### DATA TO EXAMINE
use crate::synth::VoicePlan;

/// A sink command stamped with the sample at which it takes effect.
#[derive(Debug, Clone)]
pub struct ScheduledEvent {
    pub sample_timestamp: u64,
    pub event: Event,
}

#[derive(Debug, Clone)]
pub enum Event {
    /// Start a voice at the event's timestamp; the oscillator is released at
    /// `stop_sample`.
    StartVoice { plan: VoicePlan, stop_sample: u64 },
    /// Cancel pending automation on every live voice and fade the current
    /// gain to zero over `fade_samples`. One event covers all voices, so
    /// cancellation is atomic per render quantum.
    CancelAll { fade_samples: u32 },
}
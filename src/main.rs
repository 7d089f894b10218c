use irsonic::{SonifierCommand, SonifierConfig, SonifierUpdate, spawn_sonifier, spectrum};
use std::path::Path;
use std::time::Duration;

fn main() {
    tracing_subscriber::fmt()
        .with_env_filter(
            tracing_subscriber::EnvFilter::try_from_default_env()
                .unwrap_or_else(|_| tracing_subscriber::EnvFilter::new("info")),
        )
        .init();

    let config = match std::env::args().nth(1) {
        Some(path) => match SonifierConfig::load(Path::new(&path)) {
            Ok(config) => config,
            Err(e) => {
                eprintln!("Failed to load config {path}: {e}");
                std::process::exit(1);
            }
        },
        None => SonifierConfig::default(),
    };

    let duration = config.playback.duration;
    let volume = config.playback.volume;

    let sonifier = spawn_sonifier(config);
    let _ = sonifier.command_tx.send(SonifierCommand::SetVolume(volume));
    let _ = sonifier.command_tx.send(SonifierCommand::Play {
        spectrum: spectrum::demo_spectrum(),
        duration,
    });

    match sonifier.update_rx.recv_timeout(Duration::from_secs(5)) {
        Ok(SonifierUpdate::PlaybackState { peaks, .. }) => {
            println!("Playing {} peaks for {duration} s:", peaks.len());
            for peak in &peaks {
                println!(
                    "  {:7.1} cm^-1  absorbance {:.2}  ->  {:7.1} Hz",
                    peak.wavenumber, peak.absorbance, peak.audio_frequency
                );
            }
        }
        Ok(SonifierUpdate::Error { message }) => {
            eprintln!("{message}");
            std::process::exit(1);
        }
        Err(_) => {
            eprintln!("Sonifier did not respond");
            std::process::exit(1);
        }
    }

    std::thread::sleep(Duration::from_secs_f64(duration + 0.2));
    let _ = sonifier.command_tx.send(SonifierCommand::Shutdown);
}
use thiserror::Error;

use super::voice::VoicePlan;

#[derive(Debug, Clone, Error)]
pub enum SinkError {
    #[error("audio output device unavailable: {0}")]
    Device(String),
    #[error("event queue full")]
    QueueFull,
}

/// Capability boundary between scheduling decisions and the platform audio
/// graph. The engine decides what every voice should do and when; a sink
/// owns the real-time side and executes those decisions.
pub trait AudioSink {
    /// Current engine time in seconds. Monotone once the sink is running.
    fn now(&self) -> f64;

    fn sample_rate(&self) -> f32;

    /// Brings the output device up if it is not already running. This is the
    /// single point of asynchronous waiting in the system; it must succeed
    /// before any voice is scheduled.
    fn ensure_running(&mut self) -> Result<(), SinkError>;

    /// Schedules one voice: oscillator runs from `start` to `stop` (engine
    /// time, seconds) with the plan's trapezoid envelope.
    fn schedule_voice(&mut self, plan: VoicePlan, start: f64, stop: f64) -> Result<(), SinkError>;

    /// Cancels all pending envelope automation and fades every live voice to
    /// silence over `fade` seconds, atomically with respect to the next
    /// render quantum. No-op when nothing is sounding.
    fn cancel_all(&mut self, fade: f64);

    /// Master gain, effective immediately. Last write wins.
    fn set_master_gain(&mut self, gain: f32);
}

### WHAT IS NEEDED
Among the lines above, find the one with "tracing_subscriber::EnvFilter::try_from_default_env()" and the one with "Some(path) => match". Quote both and everything between them, exactly.

### SOLUTION
            tracing_subscriber::EnvFilter::try_from_default_env()
                .unwrap_or_else(|_| tracing_subscriber::EnvFilter::new("info")),
        )
        .init();

    let config = match std::env::args().nth(1) {
        Some(path) => match SonifierConfig::load(Path::new(&path)) {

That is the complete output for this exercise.